• PROBLEM DETAILS
For the word "matches", return each line of the data in which it occurs.

(Data records)

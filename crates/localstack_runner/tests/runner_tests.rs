//! Integration tests for the LocalStack runner.
//!
//! These tests drive the full lifecycle against the in-memory fake engine
//! so they run without Docker.

use std::sync::Arc;
use std::time::Duration;

use localstack_runner::{
    CancellationToken, EngineClient, EngineOp, FakeEngine, Runner, RunnerConfig, RunnerError,
};

async fn runner_for(engine: &FakeEngine) -> Runner {
    let client: Arc<dyn EngineClient> = Arc::new(engine.clone());
    Runner::new(Some(client)).await.unwrap()
}

/// Test the happy path: pull, create, start, in that order.
#[tokio::test]
async fn test_start_returns_container_id() {
    let engine = FakeEngine::new().pull_output(vec![
        b"{\"status\":\"Pulling from localstack/localstack\"}\n".to_vec(),
        b"{\"status\":\"Status: Image is up to date\"}\n".to_vec(),
    ]);
    let runner = runner_for(&engine).await;

    let mut progress = Vec::new();
    let id = runner
        .start_with_sink(&CancellationToken::new(), &mut progress)
        .await
        .unwrap();

    assert!(id.len() >= 12);
    assert_eq!(
        engine.ops(),
        vec![
            EngineOp::PullImage,
            EngineOp::CreateContainer,
            EngineOp::StartContainer
        ]
    );

    let calls = engine.get_calls();
    assert_eq!(calls[0].target, "docker.io/localstack/localstack:latest");
    assert_eq!(calls[1].target, "localstack/localstack");
    assert_eq!(calls[2].target, id);

    let output = String::from_utf8(progress).unwrap();
    assert!(output.contains("Pulling from localstack/localstack"));
    assert!(output.ends_with("Image is up to date\"}\n"));
    assert_eq!(engine.open_streams(), 0);
}

/// Test the create request carries the fixed port mapping and policies.
#[tokio::test]
async fn test_create_request_shape() {
    let engine = FakeEngine::new();
    let runner = runner_for(&engine).await;

    runner
        .start_with_sink(&CancellationToken::new(), &mut Vec::new())
        .await
        .unwrap();

    let specs = engine.created_specs();
    assert_eq!(specs.len(), 1);
    let spec = &specs[0];
    assert!(spec.tty);
    assert!(spec.open_stdin);
    assert!(spec.auto_remove);
    assert_eq!(spec.port_bindings.len(), 1);

    let bindings = &spec.port_bindings["4566/tcp"];
    assert_eq!(bindings.len(), 1);
    assert_eq!(bindings[0].host_ip, "127.0.0.1");
    assert_eq!(bindings[0].host_port, "4566");
}

/// Test overridden settings flow into pull and create.
#[tokio::test]
async fn test_custom_config() {
    let engine = FakeEngine::new();
    let client: Arc<dyn EngineClient> = Arc::new(engine.clone());
    let config = RunnerConfig::new()
        .image_url("registry.internal/localstack/localstack:3.8")
        .image("localstack/localstack:3.8")
        .host_port(14566);
    let runner = Runner::with_config(Some(client), config).await.unwrap();

    runner
        .start_with_sink(&CancellationToken::new(), &mut Vec::new())
        .await
        .unwrap();

    assert_eq!(runner.endpoint_url(), "http://127.0.0.1:14566");
    let calls = engine.get_calls();
    assert_eq!(calls[0].target, "registry.internal/localstack/localstack:3.8");
    assert_eq!(calls[1].target, "localstack/localstack:3.8");
    assert_eq!(
        engine.created_specs()[0].port_bindings["4566/tcp"][0].host_port,
        "14566"
    );
}

/// Test the port-already-bound scenario: create fails, start never runs.
#[tokio::test]
async fn test_port_conflict_stops_before_start() {
    let engine = FakeEngine::new().fail_on(
        EngineOp::CreateContainer,
        "Bind for 127.0.0.1:4566 failed: port is already allocated",
    );
    let runner = runner_for(&engine).await;

    let err = runner
        .start_with_sink(&CancellationToken::new(), &mut Vec::new())
        .await
        .unwrap_err();

    assert!(matches!(err, RunnerError::ContainerCreate { .. }));
    assert!(err.to_string().contains("port is already allocated"));
    assert!(!engine.was_called(EngineOp::StartContainer));
}

/// Test a failed start leaves the created container behind.
#[tokio::test]
async fn test_start_failure_is_not_rolled_back() {
    let engine = FakeEngine::new().fail_on(EngineOp::StartContainer, "driver failed");
    let runner = runner_for(&engine).await;

    let err = runner
        .start_with_sink(&CancellationToken::new(), &mut Vec::new())
        .await
        .unwrap_err();

    let RunnerError::ContainerStart { container_id, .. } = err else {
        panic!("expected ContainerStart error");
    };
    assert_eq!(engine.containers(), vec![container_id.clone()]);
    assert!(!engine.was_called(EngineOp::RemoveContainer));

    // Cleanup is the caller's job.
    runner.remove_container(&container_id).await.unwrap();
    assert!(engine.containers().is_empty());
}

/// Test a broken pull stream is reported and the stream released.
#[tokio::test]
async fn test_pull_stream_error_releases_stream() {
    let engine = FakeEngine::new()
        .pull_output(vec![b"{\"status\":\"Downloading\"}\n".to_vec()])
        .pull_read_error("unexpected EOF");
    let runner = runner_for(&engine).await;

    let mut progress = Vec::new();
    let err = runner
        .start_with_sink(&CancellationToken::new(), &mut progress)
        .await
        .unwrap_err();

    assert!(matches!(err, RunnerError::IoStream { what: "pull", .. }));
    assert_eq!(progress, b"{\"status\":\"Downloading\"}\n".to_vec());
    assert_eq!(engine.open_streams(), 0);
    assert!(!engine.was_called(EngineOp::CreateContainer));
}

/// Test a rejected pull request.
#[tokio::test]
async fn test_pull_request_error() {
    let engine = FakeEngine::new().fail_on(EngineOp::PullImage, "pull access denied");
    let runner = runner_for(&engine).await;

    let err = runner
        .start_with_sink(&CancellationToken::new(), &mut Vec::new())
        .await
        .unwrap_err();
    assert!(matches!(err, RunnerError::ImagePull { .. }));
    assert_eq!(engine.ops(), vec![EngineOp::PullImage]);
}

/// Test an already-cancelled token short-circuits before the engine.
#[tokio::test]
async fn test_cancelled_before_start() {
    let engine = FakeEngine::new();
    let runner = runner_for(&engine).await;
    let cancel = CancellationToken::new();
    cancel.cancel();

    let err = runner.start_with_sink(&cancel, &mut Vec::new()).await.unwrap_err();

    assert!(err.is_interrupted());
    assert!(engine.get_calls().is_empty());
}

/// Test the two-minute ceiling applies even when the caller would wait longer.
#[tokio::test(start_paused = true)]
async fn test_deadline_independent_of_caller() {
    let engine = FakeEngine::new()
        .pull_output(vec![b"layer\n".to_vec()])
        .pull_delay(Duration::from_secs(300));
    let runner = runner_for(&engine).await;

    let cancel = CancellationToken::new();
    let caller_deadline = cancel.clone();
    tokio::spawn(async move {
        tokio::time::sleep(Duration::from_secs(600)).await;
        caller_deadline.cancel();
    });

    let started = tokio::time::Instant::now();
    let err = runner.start_with_sink(&cancel, &mut Vec::new()).await.unwrap_err();

    assert!(matches!(err, RunnerError::DeadlineExceeded { operation: "start", .. }));
    assert_eq!(started.elapsed().as_secs(), 120);
    assert!(!cancel.is_cancelled());
    assert_eq!(engine.open_streams(), 0);
    assert!(!engine.was_called(EngineOp::CreateContainer));
}

/// Test caller cancellation mid-pull aborts the start.
#[tokio::test(start_paused = true)]
async fn test_cancel_during_pull() {
    let engine = FakeEngine::new()
        .pull_output(vec![b"layer\n".to_vec()])
        .pull_delay(Duration::from_secs(60));
    let runner = runner_for(&engine).await;

    let cancel = CancellationToken::new();
    let trigger = cancel.clone();
    tokio::spawn(async move {
        tokio::time::sleep(Duration::from_secs(5)).await;
        trigger.cancel();
    });

    let started = tokio::time::Instant::now();
    let err = runner.start_with_sink(&cancel, &mut Vec::new()).await.unwrap_err();

    assert!(matches!(err, RunnerError::Cancelled { operation: "start" }));
    assert_eq!(started.elapsed().as_secs(), 5);
    assert_eq!(engine.open_streams(), 0);
}

/// Test log streaming copies output until the engine closes the stream.
#[tokio::test]
async fn test_stream_logs_until_closed() {
    let engine = FakeEngine::new().log_output(vec![
        b"LocalStack version: 3.8.0\n".to_vec(),
        b"Ready.\n".to_vec(),
    ]);
    let runner = runner_for(&engine).await;

    let mut sink = Vec::new();
    runner
        .stream_logs_to(&CancellationToken::new(), "abc123def456", &mut sink)
        .await
        .unwrap();

    assert_eq!(String::from_utf8(sink).unwrap(), "LocalStack version: 3.8.0\nReady.\n");
    assert_eq!(engine.get_calls()[0].target, "abc123def456");
    assert_eq!(engine.open_streams(), 0);
}

/// Test log streaming returns promptly once cancelled, even on an idle stream.
#[tokio::test]
async fn test_stream_logs_stops_on_cancel() {
    let engine = FakeEngine::new()
        .log_output(vec![b"Ready.\n".to_vec()])
        .logs_stay_open();
    let runner = runner_for(&engine).await;

    let cancel = CancellationToken::new();
    let trigger = cancel.clone();
    tokio::spawn(async move {
        tokio::time::sleep(Duration::from_millis(50)).await;
        trigger.cancel();
    });

    let mut sink = Vec::new();
    let result = tokio::time::timeout(
        Duration::from_secs(2),
        runner.stream_logs_to(&cancel, "abc123def456", &mut sink),
    )
    .await
    .expect("stream_logs did not return after cancellation");

    assert!(matches!(result, Err(RunnerError::Cancelled { .. })));
    assert_eq!(sink, b"Ready.\n".to_vec());
    assert_eq!(engine.open_streams(), 0);
}

/// Test log read failures propagate as stream errors.
#[tokio::test]
async fn test_stream_logs_read_error() {
    let engine = FakeEngine::new()
        .log_output(vec![b"partial".to_vec()])
        .log_read_error("connection reset by peer");
    let runner = runner_for(&engine).await;

    let err = runner
        .stream_logs_to(&CancellationToken::new(), "abc123def456", &mut Vec::new())
        .await
        .unwrap_err();
    assert!(matches!(err, RunnerError::IoStream { what: "log", .. }));
    assert_eq!(engine.open_streams(), 0);
}

/// Test a rejected log request.
#[tokio::test]
async fn test_stream_logs_rejected() {
    let engine = FakeEngine::new().fail_on(EngineOp::ContainerLogs, "No such container");
    let runner = runner_for(&engine).await;

    let err = runner
        .stream_logs_to(&CancellationToken::new(), "missing", &mut Vec::new())
        .await
        .unwrap_err();
    assert!(matches!(err, RunnerError::LogStream { .. }));
}

/// Test full fixture cycle: start, then remove container and image.
#[tokio::test]
async fn test_fixture_teardown() {
    let engine = FakeEngine::new();
    let runner = runner_for(&engine).await;

    let id = runner
        .start_with_sink(&CancellationToken::new(), &mut Vec::new())
        .await
        .unwrap();
    assert_eq!(engine.images().len(), 1);

    runner.remove_container(&id).await.unwrap();
    runner.remove_image().await.unwrap();

    assert!(engine.containers().is_empty());
    assert!(engine.images().is_empty());

    let err = runner.remove_container(&id).await.unwrap_err();
    assert!(matches!(err, RunnerError::ContainerRemove { .. }));
}

/// Test several runners can share one client.
#[tokio::test]
async fn test_runners_share_client() {
    let engine = FakeEngine::new();
    let client: Arc<dyn EngineClient> = Arc::new(engine.clone());

    let first = Runner::new(Some(client.clone())).await.unwrap();
    let second = Runner::with_config(Some(client), RunnerConfig::new().host_port(4567))
        .await
        .unwrap();

    let cancel = CancellationToken::new();
    let mut first_sink = Vec::new();
    let mut second_sink = Vec::new();
    let (a, b) = tokio::join!(
        first.start_with_sink(&cancel, &mut first_sink),
        second.start_with_sink(&cancel, &mut second_sink),
    );

    assert_ne!(a.unwrap(), b.unwrap());
    assert_eq!(engine.containers().len(), 2);
}
//! Start command - Pull, create and start LocalStack.

use anyhow::{Context, Result};
use clap::Args;
use localstack_runner::{CancellationToken, Runner, RunnerError};
use tracing::{info, warn};

use super::ImageArgs;

#[derive(Args)]
pub struct StartArgs {
    #[command(flatten)]
    pub image: ImageArgs,

    /// Follow container logs after starting, until Ctrl-C
    #[arg(short, long)]
    pub follow: bool,

    /// With --follow, remove the container when following stops
    #[arg(long, requires = "follow")]
    pub cleanup: bool,
}

pub async fn execute(args: StartArgs, cancel: &CancellationToken) -> Result<()> {
    let runner = Runner::with_config(None, args.image.to_config()).await?;
    run(&runner, &args, cancel).await.map(|_| ())
}

/// Start, then optionally follow and clean up. Returns the container ID.
async fn run(runner: &Runner, args: &StartArgs, cancel: &CancellationToken) -> Result<String> {
    let container_id = runner
        .start(cancel)
        .await
        .with_context(|| format!("starting {}", runner.image_url()))?;

    info!(endpoint = %runner.endpoint_url(), "LocalStack is up");
    println!("{}", container_id);

    if !args.follow {
        return Ok(container_id);
    }

    let followed = match runner.stream_logs(cancel, &container_id).await {
        Ok(()) | Err(RunnerError::Cancelled { .. }) => Ok(()),
        Err(e) => Err(e),
    };

    if args.cleanup {
        if let Err(e) = runner.remove_container(&container_id).await {
            warn!(container_id = %container_id, "Cleanup failed: {}", e);
        }
    }

    followed.with_context(|| format!("following logs of {}", container_id))?;
    Ok(container_id)
}
//! # localstack_runner
//!
//! Starts and manages a single LocalStack container as a fixture for
//! integration tests.
//!
//! # Features
//!
//! - **Lifecycle**: pull, create with a fixed `127.0.0.1:4566` binding, start
//! - **Deadline**: pull + create + start bounded to two minutes
//! - **Cancellation**: every operation honours a `CancellationToken`
//! - **Log Streaming**: follow container output until cancelled
//! - **Pluggable Engine**: Docker (bollard) by default, any `EngineClient` otherwise
//! - **Fake Engine**: For testing without actual containers
//!
//! The runner does not roll back partial failures. A container that was
//! created but failed to start stays behind, and a started container lives
//! until it is stopped (the engine then auto-removes it). Call
//! [`Runner::remove_container`] when the test is done.
//!
//! # Example
//!
//! ```rust,no_run
//! use localstack_runner::Runner;
//! use tokio_util::sync::CancellationToken;
//!
//! #[tokio::main]
//! async fn main() -> Result<(), Box<dyn std::error::Error>> {
//!     // Build a Docker client from the environment
//!     let runner = Runner::new(None).await?;
//!
//!     let cancel = CancellationToken::new();
//!     let container_id = runner.start(&cancel).await?;
//!     println!("LocalStack at {} ({})", runner.endpoint_url(), container_id);
//!
//!     // ... run tests against the endpoint ...
//!
//!     runner.remove_container(&container_id).await?;
//!     Ok(())
//! }
//! ```

pub mod config;
pub mod docker;
pub mod engine;
pub mod error;
pub mod mock;
pub mod runner;

pub use config::{
    HostBinding, PortMap, RunnerConfig, DEFAULT_HOST_IP, DEFAULT_HOST_PORT, DEFAULT_IMAGE,
    DEFAULT_IMAGE_URL, ENTRY_PORT, OPERATION_TIMEOUT,
};
pub use docker::{DockerClientFactory, DockerEngine};
pub use engine::{ByteStream, ClientFactory, ContainerSpec, EngineClient};
pub use error::{EngineError, EngineResult, RunnerError, RunnerResult};
pub use mock::{CapturedCall, EngineOp, FakeEngine};
pub use runner::Runner;

pub use tokio_util::sync::CancellationToken;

• ANSWER TO THIS EXERCISE
    assert!(matches!(err, RunnerError::ContainerCreate { .. }));
    assert!(matches!(err, RunnerError::IoStream { what: "pull", .. }));
    assert!(matches!(err, RunnerError::ImagePull { .. }));
    assert!(matches!(err, RunnerError::DeadlineExceeded { operation: "start", .. }));
    assert!(matches!(err, RunnerError::Cancelled { operation: "start" }));
    assert!(matches!(result, Err(RunnerError::Cancelled { .. })));
    assert!(matches!(err, RunnerError::IoStream { what: "log", .. }));
    assert!(matches!(err, RunnerError::LogStream { .. }));
    assert!(matches!(err, RunnerError::ContainerRemove { .. }));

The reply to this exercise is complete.